TASK GOAL:
Copy each line from the entries that the word "ratatui" appears in.

Collected data entries:
- - - - - - -
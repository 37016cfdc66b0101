use crate::bmi;
use crate::catalog::{self, Product};
use log::*;
use ratatui::layout::Rect;
use ratatui::widgets::ListState;

use super::navigation::{BmiField, Screen};
use super::StateError;

/// Easing factor applied to the displayed value and progress bar on every
/// tick. Purely cosmetic; the committed reading is never interpolated.
///
const ANIMATION_EASING: f64 = 0.2;

/// Distance under which an animated display value snaps to its target.
///
const ANIMATION_SNAP: f64 = 0.005;

/// Maximum number of characters accepted per calculator input field.
///
const INPUT_FIELD_LIMIT: usize = 8;

/// Maximum number of captured log lines kept for the debug overlay.
///
const DEBUG_ENTRY_LIMIT: usize = 200;

/// Houses data representative of application state.
///
/// All transitions are synchronous methods invoked from the terminal event
/// handler; no other code mutates this struct.
pub struct State {
    screen: Screen,
    terminal_size: Rect,
    // Calculator form
    weight_input: String,
    height_input: String,
    active_field: BmiField,
    reading: bmi::Reading,
    displayed_value: f64,
    displayed_progress: f64,
    // Catalog and selection
    products: Vec<Product>,
    products_list_state: ListState,
    selected_product: Option<Product>,
    detail_visible: bool,
    // Debug overlay
    debug_mode: bool,
    debug_entries: Vec<String>,
    theme: crate::ui::Theme,
}

/// Defines default application state.
///
impl Default for State {
    fn default() -> State {
        let products = catalog::catalog();
        let mut products_list_state = ListState::default();
        if !products.is_empty() {
            products_list_state.select(Some(0));
        }
        State {
            screen: Screen::Bmi,
            terminal_size: Rect::default(),
            weight_input: String::new(),
            height_input: String::new(),
            active_field: BmiField::Weight,
            reading: bmi::Reading::default(),
            displayed_value: 0.0,
            displayed_progress: 0.0,
            products,
            products_list_state,
            selected_product: None,
            detail_visible: false,
            debug_mode: false,
            debug_entries: vec![],
            theme: crate::ui::Theme::default(),
        }
    }
}

impl State {
    pub fn new(theme: crate::ui::Theme, screen: Screen) -> Self {
        State {
            theme,
            screen,
            ..State::default()
        }
    }

    /// Get the current theme.
    ///
    pub fn get_theme(&self) -> &crate::ui::Theme {
        &self.theme
    }

    /// Sets the terminal size.
    ///
    pub fn set_terminal_size(&mut self, size: Rect) -> &mut Self {
        self.terminal_size = size;
        self
    }

    /// Return the current screen.
    ///
    pub fn current_screen(&self) -> &Screen {
        &self.screen
    }

    /// Activate the other screen. Ignored while the detail overlay is open so
    /// the selection machine never changes screens mid-interaction.
    ///
    pub fn next_screen(&mut self) -> &mut Self {
        if self.detail_visible {
            return self;
        }
        self.screen = match self.screen {
            Screen::Bmi => Screen::Catalog,
            Screen::Catalog => Screen::Bmi,
        };
        debug!("Switched to screen {:?}.", self.screen);
        self
    }

    // Calculator form

    /// Return the active calculator field.
    ///
    pub fn active_field(&self) -> &BmiField {
        &self.active_field
    }

    /// Activate the next calculator field.
    ///
    pub fn next_field(&mut self) -> &mut Self {
        self.active_field = match self.active_field {
            BmiField::Weight => BmiField::Height,
            BmiField::Height => BmiField::Weight,
        };
        self
    }

    /// Activate the previous calculator field.
    ///
    pub fn previous_field(&mut self) -> &mut Self {
        // Two fields only, so previous and next coincide
        self.next_field()
    }

    /// Return the weight input text.
    ///
    pub fn get_weight_input(&self) -> &str {
        &self.weight_input
    }

    /// Return the height input text.
    ///
    pub fn get_height_input(&self) -> &str {
        &self.height_input
    }

    /// Append a character to the active input field. Only digits and the two
    /// decimal separators are accepted; anything else is dropped.
    ///
    pub fn add_input_char(&mut self, c: char) -> &mut Self {
        if !c.is_ascii_digit() && c != ',' && c != '.' {
            return self;
        }
        let field = match self.active_field {
            BmiField::Weight => &mut self.weight_input,
            BmiField::Height => &mut self.height_input,
        };
        if field.len() < INPUT_FIELD_LIMIT {
            field.push(c);
        }
        self
    }

    /// Remove the last character from the active input field.
    ///
    pub fn backspace_input(&mut self) -> &mut Self {
        match self.active_field {
            BmiField::Weight => self.weight_input.pop(),
            BmiField::Height => self.height_input.pop(),
        };
        self
    }

    /// Compute a reading from the current inputs and commit it. The displayed
    /// value restarts from zero so the count-up animation replays.
    ///
    pub fn calculate(&mut self) -> &mut Self {
        self.reading = bmi::compute(&self.weight_input, &self.height_input);
        self.displayed_value = 0.0;
        match self.reading.value {
            Some(value) => debug!("Computed IMC {} from current inputs.", value),
            None => debug!("Rejected invalid calculator inputs."),
        }
        self
    }

    /// Clear the calculator back to its initial empty state. Idempotent.
    ///
    pub fn reset_form(&mut self) -> &mut Self {
        self.weight_input.clear();
        self.height_input.clear();
        self.active_field = BmiField::Weight;
        self.reading = bmi::Reading::default();
        self.displayed_value = 0.0;
        self
    }

    /// Return the committed reading.
    ///
    pub fn get_reading(&self) -> &bmi::Reading {
        &self.reading
    }

    /// Return the animated display value for the reading.
    ///
    pub fn displayed_value(&self) -> f64 {
        self.displayed_value
    }

    /// Return the animated progress-bar fraction, always within `[0, 1]`.
    ///
    pub fn displayed_progress(&self) -> f64 {
        self.displayed_progress
    }

    /// Advance the cosmetic animations one tick toward the committed reading.
    /// A new calculation simply retargets the easing; stale in-flight motion
    /// never affects the committed values.
    ///
    pub fn advance_animations(&mut self) -> &mut Self {
        let value_target = self.reading.value.unwrap_or(0.0);
        let progress_target = bmi::progress_fraction(self.reading.value);
        self.displayed_value = ease_toward(self.displayed_value, value_target);
        self.displayed_progress = ease_toward(self.displayed_progress, progress_target);
        self
    }

    // Catalog and selection

    /// Return the catalog products.
    ///
    pub fn get_products(&self) -> &[Product] {
        &self.products
    }

    /// Return the products list state.
    ///
    pub fn get_products_list_state(&mut self) -> &mut ListState {
        &mut self.products_list_state
    }

    /// Activate the next product card.
    ///
    pub fn next_product(&mut self) -> &mut Self {
        if self.products.is_empty() {
            self.products_list_state.select(None);
            return self;
        }
        let current = self.products_list_state.selected().unwrap_or(0);
        let next = if current + 1 < self.products.len() {
            current + 1
        } else {
            0
        };
        self.products_list_state.select(Some(next));
        self
    }

    /// Activate the previous product card.
    ///
    pub fn previous_product(&mut self) -> &mut Self {
        if self.products.is_empty() {
            self.products_list_state.select(None);
            return self;
        }
        let current = self.products_list_state.selected().unwrap_or(0);
        let prev = if current > 0 {
            current - 1
        } else {
            self.products.len() - 1
        };
        self.products_list_state.select(Some(prev));
        self
    }

    /// Open the detail overlay for the currently highlighted product.
    ///
    pub fn open_selected_details(&mut self) -> &mut Self {
        if let Some(index) = self.products_list_state.selected() {
            if let Some(product) = self.products.get(index) {
                let product = product.to_owned();
                return self.open_details(product);
            }
        }
        self
    }

    /// Open the detail overlay for the given product. Selection and overlay
    /// visibility are always set together.
    ///
    pub fn open_details(&mut self, product: Product) -> &mut Self {
        debug!("Opening details for product '{}'.", product.id);
        self.selected_product = Some(product);
        self.detail_visible = true;
        self
    }

    /// Open the detail overlay for the product with the given id, or return
    /// an error if the catalog holds no such product.
    ///
    pub fn open_details_by_id(&mut self, id: &str) -> Result<&mut Self, StateError> {
        let product = self
            .products
            .iter()
            .find(|p| p.id == id)
            .ok_or_else(|| StateError::ProductNotFound { id: id.to_string() })?
            .to_owned();
        Ok(self.open_details(product))
    }

    /// Close the detail overlay. Selection and overlay visibility are always
    /// cleared together.
    ///
    pub fn close_details(&mut self) -> &mut Self {
        self.selected_product = None;
        self.detail_visible = false;
        self
    }

    /// Complete the buy interaction for the open product and close the
    /// overlay. No external side effect beyond a log line.
    ///
    pub fn confirm_purchase(&mut self) -> &mut Self {
        if let Some(product) = &self.selected_product {
            info!("Purchase confirmed for '{}'.", product.title);
        }
        self.close_details()
    }

    /// Return the product shown in the detail overlay, if any.
    ///
    pub fn get_selected_product(&self) -> Option<&Product> {
        self.selected_product.as_ref()
    }

    /// Return whether the detail overlay is open.
    ///
    pub fn is_detail_visible(&self) -> bool {
        self.detail_visible
    }

    // Debug overlay

    /// Return whether the debug overlay is shown.
    ///
    pub fn is_debug_mode(&self) -> bool {
        self.debug_mode
    }

    /// Toggle the debug overlay.
    ///
    pub fn toggle_debug_mode(&mut self) -> &mut Self {
        self.debug_mode = !self.debug_mode;
        self
    }

    /// Hide the debug overlay.
    ///
    pub fn exit_debug_mode(&mut self) -> &mut Self {
        self.debug_mode = false;
        self
    }

    /// Append a captured log line, dropping the oldest past the limit.
    ///
    pub fn push_debug_entry(&mut self, entry: String) -> &mut Self {
        self.debug_entries.push(entry);
        if self.debug_entries.len() > DEBUG_ENTRY_LIMIT {
            self.debug_entries.remove(0);
        }
        self
    }

    /// Return the captured log lines.
    ///
    pub fn get_debug_entries(&self) -> &[String] {
        &self.debug_entries
    }
}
- - - - - - -
SOLUTION BELOW:
use ratatui::layout::Rect;
use ratatui::widgets::ListState;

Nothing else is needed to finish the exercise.